#### WORK ITEM
Which lines below contain the word "ProcessedResult"? Copy each of them.
━━ INPUT MATERIAL
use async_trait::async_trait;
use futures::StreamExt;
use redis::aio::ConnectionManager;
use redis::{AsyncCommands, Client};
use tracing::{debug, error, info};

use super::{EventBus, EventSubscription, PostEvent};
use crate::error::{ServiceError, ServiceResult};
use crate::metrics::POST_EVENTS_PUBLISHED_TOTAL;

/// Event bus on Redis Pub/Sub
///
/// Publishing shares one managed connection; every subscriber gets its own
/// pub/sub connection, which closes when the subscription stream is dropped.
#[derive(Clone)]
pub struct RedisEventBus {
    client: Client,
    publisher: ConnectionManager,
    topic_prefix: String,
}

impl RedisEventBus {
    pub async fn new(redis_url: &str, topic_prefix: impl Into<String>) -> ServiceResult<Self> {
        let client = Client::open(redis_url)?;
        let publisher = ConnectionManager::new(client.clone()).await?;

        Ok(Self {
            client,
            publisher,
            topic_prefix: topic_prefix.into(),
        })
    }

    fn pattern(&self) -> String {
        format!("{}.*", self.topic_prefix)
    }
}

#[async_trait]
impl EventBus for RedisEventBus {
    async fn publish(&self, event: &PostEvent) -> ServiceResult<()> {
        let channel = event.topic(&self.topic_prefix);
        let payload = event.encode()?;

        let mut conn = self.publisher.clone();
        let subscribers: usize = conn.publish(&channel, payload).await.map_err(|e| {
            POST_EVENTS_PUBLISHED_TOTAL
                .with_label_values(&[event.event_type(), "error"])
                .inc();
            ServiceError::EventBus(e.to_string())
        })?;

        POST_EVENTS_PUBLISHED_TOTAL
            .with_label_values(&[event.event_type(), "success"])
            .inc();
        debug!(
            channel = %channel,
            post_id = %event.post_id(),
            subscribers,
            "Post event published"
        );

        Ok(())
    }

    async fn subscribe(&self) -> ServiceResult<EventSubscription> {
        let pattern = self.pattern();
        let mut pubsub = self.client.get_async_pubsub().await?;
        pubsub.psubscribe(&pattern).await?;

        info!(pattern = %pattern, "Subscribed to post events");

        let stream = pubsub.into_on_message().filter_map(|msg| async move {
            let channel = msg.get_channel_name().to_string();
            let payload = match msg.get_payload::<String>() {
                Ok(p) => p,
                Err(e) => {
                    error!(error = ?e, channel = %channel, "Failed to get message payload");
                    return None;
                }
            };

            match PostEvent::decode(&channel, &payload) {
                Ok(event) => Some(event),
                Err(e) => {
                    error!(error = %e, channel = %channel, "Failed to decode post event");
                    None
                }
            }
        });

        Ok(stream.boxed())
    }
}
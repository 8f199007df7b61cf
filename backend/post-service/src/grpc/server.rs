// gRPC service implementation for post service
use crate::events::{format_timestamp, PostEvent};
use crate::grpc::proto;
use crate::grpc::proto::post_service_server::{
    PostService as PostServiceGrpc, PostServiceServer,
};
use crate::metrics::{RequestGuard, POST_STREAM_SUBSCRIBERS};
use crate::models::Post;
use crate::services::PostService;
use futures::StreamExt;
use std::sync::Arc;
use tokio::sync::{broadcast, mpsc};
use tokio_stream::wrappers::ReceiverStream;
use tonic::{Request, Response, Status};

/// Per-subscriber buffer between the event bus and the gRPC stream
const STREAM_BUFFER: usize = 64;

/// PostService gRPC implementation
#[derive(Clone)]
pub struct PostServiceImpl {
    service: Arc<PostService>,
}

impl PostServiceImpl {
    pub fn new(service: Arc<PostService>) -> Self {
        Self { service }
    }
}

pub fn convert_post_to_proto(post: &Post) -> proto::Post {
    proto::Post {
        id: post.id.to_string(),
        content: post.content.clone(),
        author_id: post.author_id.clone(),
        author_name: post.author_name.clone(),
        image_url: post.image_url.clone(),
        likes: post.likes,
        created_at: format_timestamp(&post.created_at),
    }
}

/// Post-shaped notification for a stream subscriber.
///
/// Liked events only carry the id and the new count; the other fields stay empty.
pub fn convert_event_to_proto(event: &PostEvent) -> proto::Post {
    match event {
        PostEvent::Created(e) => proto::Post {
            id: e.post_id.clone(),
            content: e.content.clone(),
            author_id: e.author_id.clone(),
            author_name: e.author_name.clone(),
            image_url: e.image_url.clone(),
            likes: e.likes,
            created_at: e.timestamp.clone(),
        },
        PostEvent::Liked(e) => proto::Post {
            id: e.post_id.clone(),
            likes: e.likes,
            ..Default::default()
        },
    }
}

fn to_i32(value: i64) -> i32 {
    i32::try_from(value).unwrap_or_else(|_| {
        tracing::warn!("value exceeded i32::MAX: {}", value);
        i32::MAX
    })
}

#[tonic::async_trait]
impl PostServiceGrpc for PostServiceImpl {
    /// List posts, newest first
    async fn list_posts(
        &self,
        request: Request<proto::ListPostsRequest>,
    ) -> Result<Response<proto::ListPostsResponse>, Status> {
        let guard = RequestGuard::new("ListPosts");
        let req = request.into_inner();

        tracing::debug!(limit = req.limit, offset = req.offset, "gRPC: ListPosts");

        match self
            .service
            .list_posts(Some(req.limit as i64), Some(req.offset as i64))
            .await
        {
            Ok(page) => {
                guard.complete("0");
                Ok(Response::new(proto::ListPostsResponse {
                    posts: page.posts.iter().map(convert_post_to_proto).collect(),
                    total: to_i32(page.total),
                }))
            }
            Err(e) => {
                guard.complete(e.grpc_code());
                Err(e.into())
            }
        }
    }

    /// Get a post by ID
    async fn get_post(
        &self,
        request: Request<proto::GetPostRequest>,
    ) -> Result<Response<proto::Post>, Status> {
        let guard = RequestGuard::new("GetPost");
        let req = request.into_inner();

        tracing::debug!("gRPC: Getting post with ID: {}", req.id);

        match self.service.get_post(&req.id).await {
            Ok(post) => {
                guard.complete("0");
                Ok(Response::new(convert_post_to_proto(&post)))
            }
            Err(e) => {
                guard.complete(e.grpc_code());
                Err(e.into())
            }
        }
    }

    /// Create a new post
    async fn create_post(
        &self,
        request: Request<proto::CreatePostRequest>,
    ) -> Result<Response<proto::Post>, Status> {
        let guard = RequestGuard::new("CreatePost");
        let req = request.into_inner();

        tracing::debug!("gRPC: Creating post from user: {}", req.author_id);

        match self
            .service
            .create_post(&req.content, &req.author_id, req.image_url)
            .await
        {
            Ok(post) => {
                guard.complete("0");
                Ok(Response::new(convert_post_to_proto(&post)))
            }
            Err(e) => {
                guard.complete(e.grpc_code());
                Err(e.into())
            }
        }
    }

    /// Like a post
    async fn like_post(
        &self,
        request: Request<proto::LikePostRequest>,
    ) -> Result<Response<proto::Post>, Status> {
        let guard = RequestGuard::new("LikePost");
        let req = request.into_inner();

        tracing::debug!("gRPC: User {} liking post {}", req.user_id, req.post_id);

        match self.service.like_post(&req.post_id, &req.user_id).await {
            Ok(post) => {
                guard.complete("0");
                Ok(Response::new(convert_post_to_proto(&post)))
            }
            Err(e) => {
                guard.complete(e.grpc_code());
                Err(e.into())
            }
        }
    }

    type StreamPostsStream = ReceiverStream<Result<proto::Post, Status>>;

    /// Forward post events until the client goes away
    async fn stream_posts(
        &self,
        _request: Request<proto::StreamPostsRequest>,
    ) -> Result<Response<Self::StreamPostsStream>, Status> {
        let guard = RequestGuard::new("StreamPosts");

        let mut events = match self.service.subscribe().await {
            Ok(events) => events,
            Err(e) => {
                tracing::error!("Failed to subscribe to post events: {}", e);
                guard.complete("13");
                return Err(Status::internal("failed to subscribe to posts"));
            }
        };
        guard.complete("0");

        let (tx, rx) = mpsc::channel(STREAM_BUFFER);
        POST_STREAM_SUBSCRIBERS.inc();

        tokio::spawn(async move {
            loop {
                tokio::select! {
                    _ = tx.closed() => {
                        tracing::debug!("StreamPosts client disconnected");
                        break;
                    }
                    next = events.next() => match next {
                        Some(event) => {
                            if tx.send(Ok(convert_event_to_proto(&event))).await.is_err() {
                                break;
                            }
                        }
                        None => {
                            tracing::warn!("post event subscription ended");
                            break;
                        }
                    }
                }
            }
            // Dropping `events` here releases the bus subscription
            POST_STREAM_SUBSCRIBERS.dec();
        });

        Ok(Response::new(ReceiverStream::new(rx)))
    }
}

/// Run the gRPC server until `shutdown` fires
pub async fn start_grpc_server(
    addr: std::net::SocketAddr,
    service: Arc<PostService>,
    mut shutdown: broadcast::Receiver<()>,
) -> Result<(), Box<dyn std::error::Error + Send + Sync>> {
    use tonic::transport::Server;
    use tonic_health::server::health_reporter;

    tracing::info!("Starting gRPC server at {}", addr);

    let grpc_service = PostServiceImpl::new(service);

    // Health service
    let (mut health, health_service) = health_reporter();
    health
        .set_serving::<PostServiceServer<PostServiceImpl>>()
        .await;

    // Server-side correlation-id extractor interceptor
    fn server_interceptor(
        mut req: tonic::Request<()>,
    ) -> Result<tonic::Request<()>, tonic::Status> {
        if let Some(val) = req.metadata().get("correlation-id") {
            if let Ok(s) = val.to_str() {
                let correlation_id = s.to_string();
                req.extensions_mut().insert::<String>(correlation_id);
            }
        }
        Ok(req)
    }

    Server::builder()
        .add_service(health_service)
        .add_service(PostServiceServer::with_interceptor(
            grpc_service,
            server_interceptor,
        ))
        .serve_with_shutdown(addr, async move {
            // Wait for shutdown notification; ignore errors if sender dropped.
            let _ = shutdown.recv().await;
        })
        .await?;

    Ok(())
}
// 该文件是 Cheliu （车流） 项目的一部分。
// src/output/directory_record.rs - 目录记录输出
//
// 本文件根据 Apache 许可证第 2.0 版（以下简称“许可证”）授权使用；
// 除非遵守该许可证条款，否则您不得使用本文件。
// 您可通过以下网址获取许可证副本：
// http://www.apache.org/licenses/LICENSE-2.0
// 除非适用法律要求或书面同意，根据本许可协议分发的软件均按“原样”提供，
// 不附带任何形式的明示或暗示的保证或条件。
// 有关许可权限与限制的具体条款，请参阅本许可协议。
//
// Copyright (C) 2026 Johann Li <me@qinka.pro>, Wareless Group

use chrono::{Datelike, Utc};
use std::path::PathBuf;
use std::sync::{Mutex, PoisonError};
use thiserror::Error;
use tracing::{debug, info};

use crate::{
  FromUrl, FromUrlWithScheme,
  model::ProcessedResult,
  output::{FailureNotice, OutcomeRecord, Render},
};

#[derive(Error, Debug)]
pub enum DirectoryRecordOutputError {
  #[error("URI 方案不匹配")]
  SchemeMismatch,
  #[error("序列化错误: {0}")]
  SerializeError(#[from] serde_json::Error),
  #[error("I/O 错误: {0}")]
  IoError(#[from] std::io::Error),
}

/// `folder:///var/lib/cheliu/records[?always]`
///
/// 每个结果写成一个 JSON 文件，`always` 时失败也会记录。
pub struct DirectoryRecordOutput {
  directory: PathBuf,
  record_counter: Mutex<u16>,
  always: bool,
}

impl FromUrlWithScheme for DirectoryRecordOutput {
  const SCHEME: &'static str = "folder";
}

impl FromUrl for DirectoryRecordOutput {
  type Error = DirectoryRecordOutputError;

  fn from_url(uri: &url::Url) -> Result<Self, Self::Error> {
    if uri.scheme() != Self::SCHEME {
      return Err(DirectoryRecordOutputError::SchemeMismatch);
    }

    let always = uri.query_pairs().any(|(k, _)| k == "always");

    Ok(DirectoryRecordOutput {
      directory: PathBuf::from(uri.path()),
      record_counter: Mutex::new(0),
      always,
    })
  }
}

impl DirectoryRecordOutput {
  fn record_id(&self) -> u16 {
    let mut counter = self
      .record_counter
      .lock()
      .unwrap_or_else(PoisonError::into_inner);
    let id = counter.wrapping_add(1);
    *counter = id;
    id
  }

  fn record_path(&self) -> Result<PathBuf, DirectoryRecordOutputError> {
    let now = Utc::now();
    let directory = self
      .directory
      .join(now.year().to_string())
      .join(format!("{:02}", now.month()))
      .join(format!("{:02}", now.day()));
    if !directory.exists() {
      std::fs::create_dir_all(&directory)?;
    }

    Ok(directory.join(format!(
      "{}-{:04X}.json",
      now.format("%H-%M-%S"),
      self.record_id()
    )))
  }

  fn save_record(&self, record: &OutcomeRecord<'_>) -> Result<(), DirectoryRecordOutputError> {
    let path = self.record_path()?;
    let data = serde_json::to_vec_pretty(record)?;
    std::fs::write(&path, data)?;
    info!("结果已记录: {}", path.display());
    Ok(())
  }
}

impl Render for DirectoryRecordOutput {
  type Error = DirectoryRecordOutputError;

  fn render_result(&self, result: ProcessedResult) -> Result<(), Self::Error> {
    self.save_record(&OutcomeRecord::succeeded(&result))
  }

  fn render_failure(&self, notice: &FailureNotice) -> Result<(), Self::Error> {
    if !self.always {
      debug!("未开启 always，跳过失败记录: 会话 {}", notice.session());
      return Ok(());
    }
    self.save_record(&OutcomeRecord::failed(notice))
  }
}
━━━━
#### RESPONSE BELOW
  model::ProcessedResult,
  fn render_result(&self, result: ProcessedResult) -> Result<(), Self::Error> {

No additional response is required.